81. El uso de la reivindicación 80, donde el proceso de procesar datos incluye además:

(viii) introducir el resultado validado en un sistema de soporte de decisión para generar un diagnóstico médico o evaluación de riesgo.

82. El uso de la reivindicación 74, donde el proceso de procesar datos incluye además:

introducir un resultado validado en un sistema de soporte de decisión para generar un diagnóstico médico o evaluación de riesgo.

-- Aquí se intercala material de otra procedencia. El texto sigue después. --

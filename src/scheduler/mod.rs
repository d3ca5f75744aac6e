//! Adaptive query scheduler
//!
//! Chooses the next keyword for the crawler from the seeded base list plus
//! the evolved pool. A keyword is skipped while it is inside its cooldown
//! (used recently) or its failure backoff window (last run failed or found
//! nothing new). Survivors are picked by weight, evolved keywords weighing
//! more. When nothing survives, the scheduler walks the base list
//! round-robin so it never stalls.

pub mod evolution;
pub mod keywords;

pub use evolution::KeywordEvolution;
pub use keywords::{default_keywords, generate_base_keywords};

use crate::config::SchedulerConfig;
use crate::discovery::SuggestionStrategy;
use crate::store::{EntityRecord, Store, StoreError};
use rand::distributions::{Distribution, WeightedIndex};
use rand::rngs::StdRng;
use rand::seq::SliceRandom;
use rand::SeedableRng;
use std::collections::HashSet;
use std::sync::Arc;

#[derive(Debug, Clone, Copy, PartialEq, Eq)]
pub enum KeywordSource {
    Base,
    Evolved,
}

pub struct QueryScheduler {
    store: Arc<dyn Store>,
    config: SchedulerConfig,
    base: Vec<String>,
    base_set: HashSet<String>,
    evolution: KeywordEvolution,
    rng: StdRng,
    cursor: usize,
}

impl QueryScheduler {
    pub fn new(store: Arc<dyn Store>, config: SchedulerConfig) -> Self {
        let seeds = if config.base_keywords.is_empty() {
            default_keywords()
        } else {
            config.base_keywords.clone()
        };
        let base = generate_base_keywords(&seeds, config.seed);
        let base_set = base.iter().cloned().collect();

        log::info!("🗂️  Scheduler ready with {} base keywords (seed {})", base.len(), config.seed);

        Self {
            store,
            evolution: KeywordEvolution::new(config.evolved_pool_max),
            rng: StdRng::seed_from_u64(config.seed),
            config,
            base,
            base_set,
            cursor: 0,
        }
    }

    pub fn base_keywords(&self) -> &[String] {
        &self.base
    }

    pub fn evolution(&self) -> &KeywordEvolution {
        &self.evolution
    }

    /// Add a keyword to the evolved pool directly
    pub fn add_evolved(&mut self, keyword: &str) -> bool {
        let keyword = keywords::normalize_keyword(keyword);
        if self.base_set.contains(&keyword) {
            return false;
        }
        self.evolution.insert(keyword)
    }

    pub async fn evolve(
        &mut self,
        strategy: &SuggestionStrategy,
        entities: &[EntityRecord],
        sample: usize,
    ) -> Vec<String> {
        self.evolution
            .evolve_from_entities(strategy, entities, sample, &self.base_set)
            .await
    }

    /// True when `keyword` is outside both its cooldown and failure backoff
    pub async fn is_eligible(&self, keyword: &str, now: i64) -> Result<bool, StoreError> {
        let failure_window = self.config.failure_backoff.as_secs() as i64;
        if let Some(run) = self.store.last_search_run(keyword).await? {
            let finished = run.finished_at.unwrap_or(run.started_at);
            let unproductive = !run.success || run.new_results_count == 0;
            if unproductive && now - finished < failure_window {
                log::debug!("   ├─ Skipping '{}' (failure backoff)", keyword);
                return Ok(false);
            }
        }

        let cooldown = self.config.cooldown.as_secs() as i64;
        if let Some(usage) = self.store.keyword_usage(keyword).await? {
            if now - usage.last_used_at < cooldown {
                return Ok(false);
            }
        }

        Ok(true)
    }

    /// Pick the next keyword and record its usage
    pub async fn next_query(&mut self, now: i64) -> Result<Option<String>, StoreError> {
        let mut pool: Vec<(String, KeywordSource)> = self
            .base
            .iter()
            .map(|k| (k.clone(), KeywordSource::Base))
            .collect();
        pool.extend(
            self.evolution
                .keywords()
                .into_iter()
                .filter(|k| !self.base_set.contains(k))
                .map(|k| (k, KeywordSource::Evolved)),
        );

        if pool.is_empty() {
            return Ok(None);
        }

        let sample: Vec<(String, KeywordSource)> = pool
            .choose_multiple(&mut self.rng, self.config.sample_size.max(1))
            .cloned()
            .collect();

        let mut survivors = Vec::new();
        for (keyword, source) in sample {
            if self.is_eligible(&keyword, now).await? {
                survivors.push((keyword, source));
            }
        }

        let chosen = match self.pick_weighted(&survivors) {
            Some(keyword) => keyword,
            None => match self.round_robin() {
                Some(keyword) => {
                    log::debug!("   ├─ No eligible keyword sampled, round-robin fallback");
                    keyword
                }
                None => return Ok(None),
            },
        };

        self.store.record_keyword_usage(&chosen, now).await?;
        Ok(Some(chosen))
    }

    /// Keywords the round-robin fallback would yield next
    pub fn preview(&self, limit: usize) -> Vec<String> {
        if self.base.is_empty() {
            return Vec::new();
        }
        (0..limit.min(self.base.len()))
            .map(|offset| self.base[(self.cursor + offset) % self.base.len()].clone())
            .collect()
    }

    fn pick_weighted(&mut self, survivors: &[(String, KeywordSource)]) -> Option<String> {
        if survivors.is_empty() {
            return None;
        }
        let weights: Vec<f64> = survivors
            .iter()
            .map(|(_, source)| match source {
                KeywordSource::Base => self.config.base_weight,
                KeywordSource::Evolved => self.config.evolved_weight,
            })
            .collect();

        match WeightedIndex::new(&weights) {
            Ok(index) => Some(survivors[index.sample(&mut self.rng)].0.clone()),
            Err(e) => {
                log::debug!("   ├─ Invalid keyword weights ({}), taking first survivor", e);
                Some(survivors[0].0.clone())
            }
        }
    }

    fn round_robin(&mut self) -> Option<String> {
        if self.base.is_empty() {
            return None;
        }
        let keyword = self.base[self.cursor % self.base.len()].clone();
        self.cursor = (self.cursor + 1) % self.base.len();
        Some(keyword)
    }
}

#[cfg(test)]
mod tests {
    use super::*;
    use crate::store::{SearchRunRecord, SqliteStore};
    use std::time::Duration;

    const NOW: i64 = 1_700_000_000;

    fn config() -> SchedulerConfig {
        SchedulerConfig {
            base_keywords: vec!["alpha".to_string()],
            sample_size: 1_000,
            ..SchedulerConfig::default()
        }
    }

    fn run(keyword: &str, at: i64, success: bool, new_results: i64) -> SearchRunRecord {
        SearchRunRecord {
            keyword: keyword.to_string(),
            started_at: at,
            finished_at: Some(at),
            results_count: new_results,
            new_results_count: new_results,
            success,
            error: None,
        }
    }

    #[tokio::test]
    async fn test_cooldown_then_round_robin_fallback() {
        let store = Arc::new(SqliteStore::open_in_memory().unwrap());
        let mut scheduler = QueryScheduler::new(store.clone(), config());
        let total = scheduler.base_keywords().len();
        assert_eq!(total, 17);

        let mut picked = HashSet::new();
        for _ in 0..total {
            let keyword = scheduler.next_query(NOW).await.unwrap().unwrap();
            assert!(picked.insert(keyword), "keyword repeated inside cooldown");
        }

        // Everything is cooling down now
        let expected = scheduler.preview(1)[0].clone();
        assert_eq!(expected, scheduler.base_keywords()[0]);
        assert_eq!(scheduler.next_query(NOW).await.unwrap().unwrap(), expected);
        assert_eq!(scheduler.preview(1)[0], scheduler.base_keywords()[1]);

        let usage = store.keyword_usage(&expected).await.unwrap().unwrap();
        assert_eq!(usage.use_count, 2);
    }

    #[tokio::test]
    async fn test_failed_evolved_keyword_is_never_selected() {
        let store = Arc::new(SqliteStore::open_in_memory().unwrap());
        let mut scheduler = QueryScheduler::new(
            store.clone(),
            SchedulerConfig {
                base_weight: 1.0,
                evolved_weight: 1_000.0,
                ..config()
            },
        );
        assert!(scheduler.add_evolved("beta"));
        store.record_search_run(&run("beta", NOW - 60, false, 0)).await.unwrap();

        for _ in 0..30 {
            let keyword = scheduler.next_query(NOW).await.unwrap().unwrap();
            assert_ne!(keyword, "beta");
        }
    }

    #[tokio::test]
    async fn test_evolved_keyword_preferred_when_eligible() {
        let store = Arc::new(SqliteStore::open_in_memory().unwrap());
        let mut scheduler = QueryScheduler::new(
            store.clone(),
            SchedulerConfig {
                base_weight: 0.0,
                evolved_weight: 3.0,
                ..config()
            },
        );
        scheduler.add_evolved("gamma");

        // Unproductive, but long enough ago to be retried
        let window = SchedulerConfig::default().failure_backoff.as_secs() as i64;
        store.record_search_run(&run("gamma", NOW - 2 * window, true, 0)).await.unwrap();

        assert_eq!(scheduler.next_query(NOW).await.unwrap().as_deref(), Some("gamma"));
    }

    #[tokio::test]
    async fn test_zero_new_results_inside_window_is_skipped() {
        let store = Arc::new(SqliteStore::open_in_memory().unwrap());
        let scheduler = QueryScheduler::new(store.clone(), config());

        store.record_search_run(&run("alpha", NOW - 100, true, 0)).await.unwrap();
        store.record_search_run(&run("alpha chat", NOW - 100, true, 3)).await.unwrap();

        assert!(!scheduler.is_eligible("alpha", NOW).await.unwrap());
        assert!(scheduler.is_eligible("alpha chat", NOW).await.unwrap());
        assert!(scheduler.is_eligible("alpha group", NOW).await.unwrap());
    }

    #[tokio::test]
    async fn test_cooldown_expires() {
        let store = Arc::new(SqliteStore::open_in_memory().unwrap());
        let scheduler = QueryScheduler::new(
            store.clone(),
            SchedulerConfig {
                cooldown: Duration::from_secs(600),
                ..config()
            },
        );
        store.record_keyword_usage("alpha", NOW).await.unwrap();

        assert!(!scheduler.is_eligible("alpha", NOW + 599).await.unwrap());
        assert!(scheduler.is_eligible("alpha", NOW + 600).await.unwrap());
    }

    #[test]
    fn test_base_keywords_are_not_evolved() {
        let store = Arc::new(SqliteStore::open_in_memory().unwrap());
        let mut scheduler = QueryScheduler::new(store, config());
        assert!(!scheduler.add_evolved("Alpha Chat"));
        assert!(scheduler.add_evolved("delta"));
        assert_eq!(scheduler.evolution().len(), 1);
    }
}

83. El uso de la reivindicación 74, donde el paso (b), el proceso de procesar datos, incluye:

(i) reducir los datos de reflectancia sin elaborar;

(ii) representar los datos reducidos para generar una segunda imagen de los datos;

(iii) expresar la segunda imagen como una función matemática polinómica para generar parámetros que definen esta imagen;

(iv) validar los parámetros obtenidos, donde la validación se lleva a cabo ajustando los datos obtenidos del ensayo en una función matemática predeterminada en base a los resultados esperados para el ensayo particular; y

aceptar o rechazar los datos en base a la calidad del ajuste entre datos reales y esperados; y

(v) comparar los parámetros con parámetros generados a partir de una muestra de referencia, por lo que se obtiene un resultado positivo, negativo o cuantitativo.